Work required:
Whenever a line in the material below contains "SelfAlignment", copy that line.
####################
impl<NodeId> GridItem<NodeId> {
    /// Create a new grid item with the given node ID.
    pub fn new(node_id: NodeId) -> Self {
        Self {
            node_id,
            row_start: GridPosition::Auto,
            row_end: GridPosition::Auto,
            col_start: GridPosition::Auto,
            col_end: GridPosition::Auto,
            justify_self: SelfAlignment::default(),
            align_self: SelfAlignment::default(),
            boxes: GridAxisPair::default(),
            direction: Direction::default(),
            writing_mode: WritingMode::default(),
        }
    }

    /// Set `grid-row: start / end`.
    #[must_use]
    pub fn with_row(mut self, start: GridPosition, end: GridPosition) -> Self {
        self.row_start = start;
        self.row_end = end;
        self
    }

    /// Set `grid-column: start / end`.
    #[must_use]
    pub fn with_column(mut self, start: GridPosition, end: GridPosition) -> Self {
        self.col_start = start;
        self.col_end = end;
        self
    }

    /// Set `justify-self`.
    #[must_use]
    pub fn with_justify_self(mut self, alignment: SelfAlignment) -> Self {
        self.justify_self = alignment;
        self
    }

    /// Set `align-self`.
    #[must_use]
    pub fn with_align_self(mut self, alignment: SelfAlignment) -> Self {
        self.align_self = alignment;
        self
    }

    /// Set the box-model inputs for one axis.
    #[must_use]
    pub fn with_box(mut self, axis: GridAxis, axis_box: ItemAxisBox) -> Self {
        *self.boxes.get_mut(axis) = axis_box;
        self
    }

    /// The start/end placement properties for `axis`.
    pub const fn positions(&self, axis: GridAxis) -> (&GridPosition, &GridPosition) {
        match axis {
            GridAxis::Row => (&self.row_start, &self.row_end),
            GridAxis::Column => (&self.col_start, &self.col_end),
        }
    }

    /// Self-alignment property acting along `axis` (`justify-self` for columns).
    pub const fn self_alignment(&self, axis: GridAxis) -> SelfAlignment {
        match axis {
            GridAxis::Row => self.align_self,
            GridAxis::Column => self.justify_self,
        }
    }
}

/// Border-box size of an item after layout.
#[derive(Debug, Clone, Copy, PartialEq, Default)]
pub struct ItemSize {
    /// Inline size
    pub width: f32,
    /// Block size
    pub height: f32,
}

impl ItemSize {
    /// Size along `axis`.
    pub const fn along(self, axis: GridAxis) -> f32 {
        match axis {
            GridAxis::Row => self.height,
            GridAxis::Column => self.width,
        }
    }
}

/// The box-model collaborator the grid engine measures and lays out items through.
///
/// Contributions are margin-box sizes. `cross_size` is the item's grid-area breadth on
/// the other axis when already known (row sizing passes the resolved column area).
///
/// Implementations must not re-enter layout of the container being sized; a recursive
/// dependency is answered with a best-effort estimate.
pub trait GridItemContent {
    /// Min-content contribution of `item` along `axis`.
    fn min_content_contribution(
        &mut self,
        item: ItemHandle,
        axis: GridAxis,
        cross_size: Option<f32>,
    ) -> f32;

    /// Max-content contribution of `item` along `axis`.
    fn max_content_contribution(
        &mut self,
        item: ItemHandle,
        axis: GridAxis,
        cross_size: Option<f32>,
    ) -> f32;

    /// Minimum contribution, used by `auto` minimums.
    ///
    /// Spec: §6.6 Automatic Minimum Size of Grid Items
    fn minimum_contribution(
        &mut self,
        item: ItemHandle,
        axis: GridAxis,
        cross_size: Option<f32>,
    ) -> f32 {
        self.min_content_contribution(item, axis, cross_size)
    }

    /// Set (or clear, with `None`) the content-box size `item` must use along `axis`.
    fn set_content_size_override(&mut self, item: ItemHandle, axis: GridAxis, size: Option<f32>);

    /// Lay `item` out inside its grid area and report its border-box size.
    fn layout_item(&mut self, item: ItemHandle, area: ItemSize) -> ItemSize;
}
####################
Exercise answer:
            justify_self: SelfAlignment::default(),
            align_self: SelfAlignment::default(),
    pub fn with_justify_self(mut self, alignment: SelfAlignment) -> Self {
    pub fn with_align_self(mut self, alignment: SelfAlignment) -> Self {
    pub const fn self_alignment(&self, axis: GridAxis) -> SelfAlignment {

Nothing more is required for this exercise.